[Information supplied — start]

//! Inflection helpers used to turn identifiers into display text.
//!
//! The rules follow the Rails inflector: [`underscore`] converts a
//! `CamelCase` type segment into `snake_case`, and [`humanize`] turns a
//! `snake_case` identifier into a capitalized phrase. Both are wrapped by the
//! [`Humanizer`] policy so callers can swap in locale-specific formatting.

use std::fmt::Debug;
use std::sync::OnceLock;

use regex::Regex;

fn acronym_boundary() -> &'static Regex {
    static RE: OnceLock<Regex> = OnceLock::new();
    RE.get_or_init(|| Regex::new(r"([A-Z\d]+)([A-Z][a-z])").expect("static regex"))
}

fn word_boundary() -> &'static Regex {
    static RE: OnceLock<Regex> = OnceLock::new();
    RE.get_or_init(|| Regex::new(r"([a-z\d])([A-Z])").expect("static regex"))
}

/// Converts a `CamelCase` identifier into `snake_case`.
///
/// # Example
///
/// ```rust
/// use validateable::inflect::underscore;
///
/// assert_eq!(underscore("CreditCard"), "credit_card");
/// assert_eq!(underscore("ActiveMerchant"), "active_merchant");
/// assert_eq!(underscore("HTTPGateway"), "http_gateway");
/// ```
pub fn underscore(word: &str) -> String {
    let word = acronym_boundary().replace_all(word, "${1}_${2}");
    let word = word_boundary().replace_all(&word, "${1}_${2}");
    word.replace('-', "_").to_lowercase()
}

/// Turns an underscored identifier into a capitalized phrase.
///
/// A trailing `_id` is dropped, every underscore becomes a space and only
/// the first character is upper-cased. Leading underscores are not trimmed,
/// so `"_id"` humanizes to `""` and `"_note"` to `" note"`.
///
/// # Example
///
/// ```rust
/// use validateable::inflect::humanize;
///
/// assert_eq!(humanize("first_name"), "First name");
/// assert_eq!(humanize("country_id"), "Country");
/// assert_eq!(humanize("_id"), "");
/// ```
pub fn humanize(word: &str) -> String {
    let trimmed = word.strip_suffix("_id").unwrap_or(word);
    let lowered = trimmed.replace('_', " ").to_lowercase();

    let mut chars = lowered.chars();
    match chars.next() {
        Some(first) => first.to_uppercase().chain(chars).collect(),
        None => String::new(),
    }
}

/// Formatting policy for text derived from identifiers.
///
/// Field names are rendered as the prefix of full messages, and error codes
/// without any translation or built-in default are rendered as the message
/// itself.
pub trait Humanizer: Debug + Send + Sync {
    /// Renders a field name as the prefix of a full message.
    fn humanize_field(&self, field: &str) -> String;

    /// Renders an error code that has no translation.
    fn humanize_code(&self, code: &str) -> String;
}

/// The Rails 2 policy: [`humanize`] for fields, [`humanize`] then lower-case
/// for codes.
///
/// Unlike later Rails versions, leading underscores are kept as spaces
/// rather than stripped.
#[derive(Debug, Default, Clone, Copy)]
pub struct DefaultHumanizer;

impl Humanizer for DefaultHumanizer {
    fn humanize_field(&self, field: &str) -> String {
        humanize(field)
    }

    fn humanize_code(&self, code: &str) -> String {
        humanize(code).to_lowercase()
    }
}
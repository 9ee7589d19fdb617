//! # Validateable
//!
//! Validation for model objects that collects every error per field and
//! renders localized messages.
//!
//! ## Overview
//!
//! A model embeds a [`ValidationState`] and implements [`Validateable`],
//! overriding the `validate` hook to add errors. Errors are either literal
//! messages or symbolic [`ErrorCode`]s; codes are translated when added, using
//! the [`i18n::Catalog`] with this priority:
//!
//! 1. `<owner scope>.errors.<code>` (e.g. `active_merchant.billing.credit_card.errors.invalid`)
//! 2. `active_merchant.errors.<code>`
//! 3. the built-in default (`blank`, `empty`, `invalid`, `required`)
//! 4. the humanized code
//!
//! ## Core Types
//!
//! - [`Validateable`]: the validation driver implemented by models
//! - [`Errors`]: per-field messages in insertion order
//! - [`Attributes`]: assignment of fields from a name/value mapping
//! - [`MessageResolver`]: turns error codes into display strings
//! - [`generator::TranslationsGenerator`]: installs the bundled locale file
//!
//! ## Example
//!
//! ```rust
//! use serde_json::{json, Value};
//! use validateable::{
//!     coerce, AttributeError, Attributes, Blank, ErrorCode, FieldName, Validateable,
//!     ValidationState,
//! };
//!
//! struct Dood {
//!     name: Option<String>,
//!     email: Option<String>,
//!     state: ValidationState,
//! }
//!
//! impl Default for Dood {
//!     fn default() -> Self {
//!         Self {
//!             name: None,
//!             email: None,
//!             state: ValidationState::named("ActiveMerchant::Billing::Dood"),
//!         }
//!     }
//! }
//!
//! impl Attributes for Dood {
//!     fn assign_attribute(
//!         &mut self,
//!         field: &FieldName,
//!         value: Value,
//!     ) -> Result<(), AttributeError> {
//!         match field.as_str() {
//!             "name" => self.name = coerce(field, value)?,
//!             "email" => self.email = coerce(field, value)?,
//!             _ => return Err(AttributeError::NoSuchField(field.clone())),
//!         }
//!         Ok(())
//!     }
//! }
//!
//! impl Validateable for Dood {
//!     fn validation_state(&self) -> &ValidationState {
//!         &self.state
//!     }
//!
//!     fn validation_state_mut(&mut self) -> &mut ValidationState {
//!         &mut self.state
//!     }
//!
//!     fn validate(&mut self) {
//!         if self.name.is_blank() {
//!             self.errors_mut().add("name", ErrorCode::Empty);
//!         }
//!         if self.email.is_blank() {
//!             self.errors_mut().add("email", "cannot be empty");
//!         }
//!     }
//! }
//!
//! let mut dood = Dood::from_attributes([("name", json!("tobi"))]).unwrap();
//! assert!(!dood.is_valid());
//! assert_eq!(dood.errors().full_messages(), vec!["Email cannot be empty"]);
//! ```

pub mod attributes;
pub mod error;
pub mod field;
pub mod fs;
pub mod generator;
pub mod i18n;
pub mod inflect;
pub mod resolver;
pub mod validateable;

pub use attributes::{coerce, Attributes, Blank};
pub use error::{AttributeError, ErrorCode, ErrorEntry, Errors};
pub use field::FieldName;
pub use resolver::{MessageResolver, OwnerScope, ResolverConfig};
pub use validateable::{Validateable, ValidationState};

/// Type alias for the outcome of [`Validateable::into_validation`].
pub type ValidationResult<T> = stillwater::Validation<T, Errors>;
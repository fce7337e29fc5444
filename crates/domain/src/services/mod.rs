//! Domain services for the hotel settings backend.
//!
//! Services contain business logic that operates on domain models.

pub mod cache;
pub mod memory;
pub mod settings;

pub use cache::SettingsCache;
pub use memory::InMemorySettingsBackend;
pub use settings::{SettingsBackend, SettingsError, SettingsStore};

[Information supplied — finish]

- What the exercise asks: Give back exactly the lines from the one containing "pub mod memory;" to the end of the material, both ends included.

- Response:
pub mod memory;
pub mod settings;

pub use cache::SettingsCache;
pub use memory::InMemorySettingsBackend;
pub use settings::{SettingsBackend, SettingsError, SettingsStore};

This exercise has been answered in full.